-------- Available data

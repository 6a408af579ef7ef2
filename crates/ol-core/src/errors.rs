//! Error types for optionlab.
//!
//! Every public pricing function validates its inputs at the boundary and
//! reports failures through the single [`Error`] enum below. The `ensure!`
//! and `fail!` macros keep the validation sites to one line each.

use thiserror::Error;

/// The top-level error type used throughout optionlab.
#[derive(Debug, Error, Clone, PartialEq)]
pub enum Error {
    /// A market scalar or engine parameter is out of its domain
    /// (nonpositive spot, zero volatility, zero steps, …).
    #[error("invalid input: {0}")]
    InvalidInput(String),

    /// The inputs are individually valid but produce a degenerate numerical
    /// model, e.g. a lattice up-probability outside `[0, 1]`.
    #[error("numerically degenerate: {0}")]
    NumericDegenerate(String),

    /// The requested calculation is not supported.
    #[error("not implemented: {0}")]
    Unimplemented(String),
}

impl Error {
    /// `true` for [`Error::InvalidInput`].
    pub fn is_invalid_input(&self) -> bool {
        matches!(self, Error::InvalidInput(_))
    }

    /// `true` for [`Error::NumericDegenerate`].
    pub fn is_numeric_degenerate(&self) -> bool {
        matches!(self, Error::NumericDegenerate(_))
    }
}

/// Shorthand `Result` type used throughout optionlab.
pub type Result<T, E = Error> = std::result::Result<T, E>;

/// Return `Err(Error::InvalidInput(...))` if `$cond` is false.
///
/// # Example
/// ```
/// use ol_core::{ensure, errors::Error};
/// fn positive(x: f64) -> ol_core::errors::Result<f64> {
///     ensure!(x > 0.0, "x must be positive, got {x}");
///     Ok(x)
/// }
/// assert!(positive(1.0).is_ok());
/// assert_eq!(
///     positive(-1.0),
///     Err(Error::InvalidInput("x must be positive, got -1".into()))
/// );
/// ```
#[macro_export]
macro_rules! ensure {
    ($cond:expr, $($msg:tt)*) => {
        if !$cond {
            return Err($crate::errors::Error::InvalidInput(
                format!($($msg)*)
            ));
        }
    };
}

/// Return `Err(Error::NumericDegenerate(...))` immediately.
///
/// # Example
/// ```
/// use ol_core::{fail, errors::Error};
/// fn always_err() -> ol_core::errors::Result<()> {
///     fail!("probability {} outside [0, 1]", 1.2);
/// }
/// assert!(always_err().unwrap_err().is_numeric_degenerate());
/// ```
#[macro_export]
macro_rules! fail {
    ($($msg:tt)*) => {
        return Err($crate::errors::Error::NumericDegenerate(format!($($msg)*)))
    };
}
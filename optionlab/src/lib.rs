//! # optionlab
//!
//! European option prices and sensitivities under Black-Scholes, a
//! Cox-Ross-Rubinstein binomial lattice, and a handful of simplified exotic
//! payoffs.
//!
//! This crate is a **façade** that re-exports all public items from the
//! underlying workspace crates. Application code should depend on this
//! crate rather than the individual `ol-*` crates.
//!
//! ## Quick start
//!
//! ```rust
//! use optionlab::prelude::*;
//!
//! let call = black_scholes_price(100.0, 100.0, 1.0, 0.05, 0.2, OptionType::Call).unwrap();
//! assert!((call - 10.4506).abs() < 1e-4);
//!
//! let g = greeks(100.0, 100.0, 1.0, 0.05, 0.2).unwrap();
//! assert!(g.gamma > 0.0);
//! ```
//!
//! Nothing here installs a `tracing` subscriber; the engines only emit
//! `debug!`/`trace!` events for whichever subscriber the application sets up.

#![warn(missing_docs)]
#![forbid(unsafe_code)]

/// Scalar aliases, market inputs, defaults, and error definitions.
pub use ol_core as core;

/// Normal distribution, statistics, and Gaussian random sources.
pub use ol_math as math;

/// Binomial lattice and Monte Carlo drivers.
pub use ol_methods as methods;

/// Option pricers and the sensitivity sweep.
pub use ol_pricingengines as pricingengines;

/// The most commonly used items.
pub mod prelude {
    pub use ol_core::{Error, MarketInputs, OptionType, PricingDefaults, Result};
    pub use ol_math::{GaussianRng, InverseCumulativeNormalRng, StdNormalRng};
    pub use ol_methods::ExerciseStyle;
    pub use ol_pricingengines::{
        barrier_option_price, binomial_option_price, binomial_option_price_with, black_scholes,
        black_scholes_price, call_greeks, digital_option_price, digital_price, greeks,
        range_accrual_estimate, range_accrual_price, range_accrual_price_analytic,
        sensitivity_analysis, sensitivity_analysis_with, BarrierPrice, BarrierType,
        BinomialEngine, Greeks, MonteCarloEstimate, RangeAccrual, SensitivitySeries,
    };
}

----------------

Print the records again in their entirety, character for character.

Solution to this task –
repository 6a408af579ef7ef2
filename crates/ol-core/src/errors.rs
//! Error types for optionlab.
//!
//! Every public pricing function validates its inputs at the boundary and
//! reports failures through the single [`Error`] enum below. The `ensure!`
//! and `fail!` macros keep the validation sites to one line each.

use thiserror::Error;

/// The top-level error type used throughout optionlab.
#[derive(Debug, Error, Clone, PartialEq)]
pub enum Error {
    /// A market scalar or engine parameter is out of its domain
    /// (nonpositive spot, zero volatility, zero steps, …).
    #[error("invalid input: {0}")]
    InvalidInput(String),

    /// The inputs are individually valid but produce a degenerate numerical
    /// model, e.g. a lattice up-probability outside `[0, 1]`.
    #[error("numerically degenerate: {0}")]
    NumericDegenerate(String),

    /// The requested calculation is not supported.
    #[error("not implemented: {0}")]
    Unimplemented(String),
}

impl Error {
    /// `true` for [`Error::InvalidInput`].
    pub fn is_invalid_input(&self) -> bool {
        matches!(self, Error::InvalidInput(_))
    }

    /// `true` for [`Error::NumericDegenerate`].
    pub fn is_numeric_degenerate(&self) -> bool {
        matches!(self, Error::NumericDegenerate(_))
    }
}

/// Shorthand `Result` type used throughout optionlab.
pub type Result<T, E = Error> = std::result::Result<T, E>;

/// Return `Err(Error::InvalidInput(...))` if `$cond` is false.
///
/// # Example
/// ```
/// use ol_core::{ensure, errors::Error};
/// fn positive(x: f64) -> ol_core::errors::Result<f64> {
///     ensure!(x > 0.0, "x must be positive, got {x}");
///     Ok(x)
/// }
/// assert!(positive(1.0).is_ok());
/// assert_eq!(
///     positive(-1.0),
///     Err(Error::InvalidInput("x must be positive, got -1".into()))
/// );
/// ```
#[macro_export]
macro_rules! ensure {
    ($cond:expr, $($msg:tt)*) => {
        if !$cond {
            return Err($crate::errors::Error::InvalidInput(
                format!($($msg)*)
            ));
        }
    };
}

/// Return `Err(Error::NumericDegenerate(...))` immediately.
///
/// # Example
/// ```
/// use ol_core::{fail, errors::Error};
/// fn always_err() -> ol_core::errors::Result<()> {
///     fail!("probability {} outside [0, 1]", 1.2);
/// }
/// assert!(always_err().unwrap_err().is_numeric_degenerate());
/// ```
#[macro_export]
macro_rules! fail {
    ($($msg:tt)*) => {
        return Err($crate::errors::Error::NumericDegenerate(format!($($msg)*)))
    };
}
filename optionlab/src/lib.rs
//! # optionlab
//!
//! European option prices and sensitivities under Black-Scholes, a
//! Cox-Ross-Rubinstein binomial lattice, and a handful of simplified exotic
//! payoffs.
//!
//! This crate is a **façade** that re-exports all public items from the
//! underlying workspace crates. Application code should depend on this
//! crate rather than the individual `ol-*` crates.
//!
//! ## Quick start
//!
//! ```rust
//! use optionlab::prelude::*;
//!
//! let call = black_scholes_price(100.0, 100.0, 1.0, 0.05, 0.2, OptionType::Call).unwrap();
//! assert!((call - 10.4506).abs() < 1e-4);
//!
//! let g = greeks(100.0, 100.0, 1.0, 0.05, 0.2).unwrap();
//! assert!(g.gamma > 0.0);
//! ```
//!
//! Nothing here installs a `tracing` subscriber; the engines only emit
//! `debug!`/`trace!` events for whichever subscriber the application sets up.

#![warn(missing_docs)]
#![forbid(unsafe_code)]

/// Scalar aliases, market inputs, defaults, and error definitions.
pub use ol_core as core;

/// Normal distribution, statistics, and Gaussian random sources.
pub use ol_math as math;

/// Binomial lattice and Monte Carlo drivers.
pub use ol_methods as methods;

/// Option pricers and the sensitivity sweep.
pub use ol_pricingengines as pricingengines;

/// The most commonly used items.
pub mod prelude {
    pub use ol_core::{Error, MarketInputs, OptionType, PricingDefaults, Result};
    pub use ol_math::{GaussianRng, InverseCumulativeNormalRng, StdNormalRng};
    pub use ol_methods::ExerciseStyle;
    pub use ol_pricingengines::{
        barrier_option_price, binomial_option_price, binomial_option_price_with, black_scholes,
        black_scholes_price, call_greeks, digital_option_price, digital_price, greeks,
        range_accrual_estimate, range_accrual_price, range_accrual_price_analytic,
        sensitivity_analysis, sensitivity_analysis_with, BarrierPrice, BarrierType,
        BinomialEngine, Greeks, MonteCarloEstimate, RangeAccrual, SensitivitySeries,
    };
}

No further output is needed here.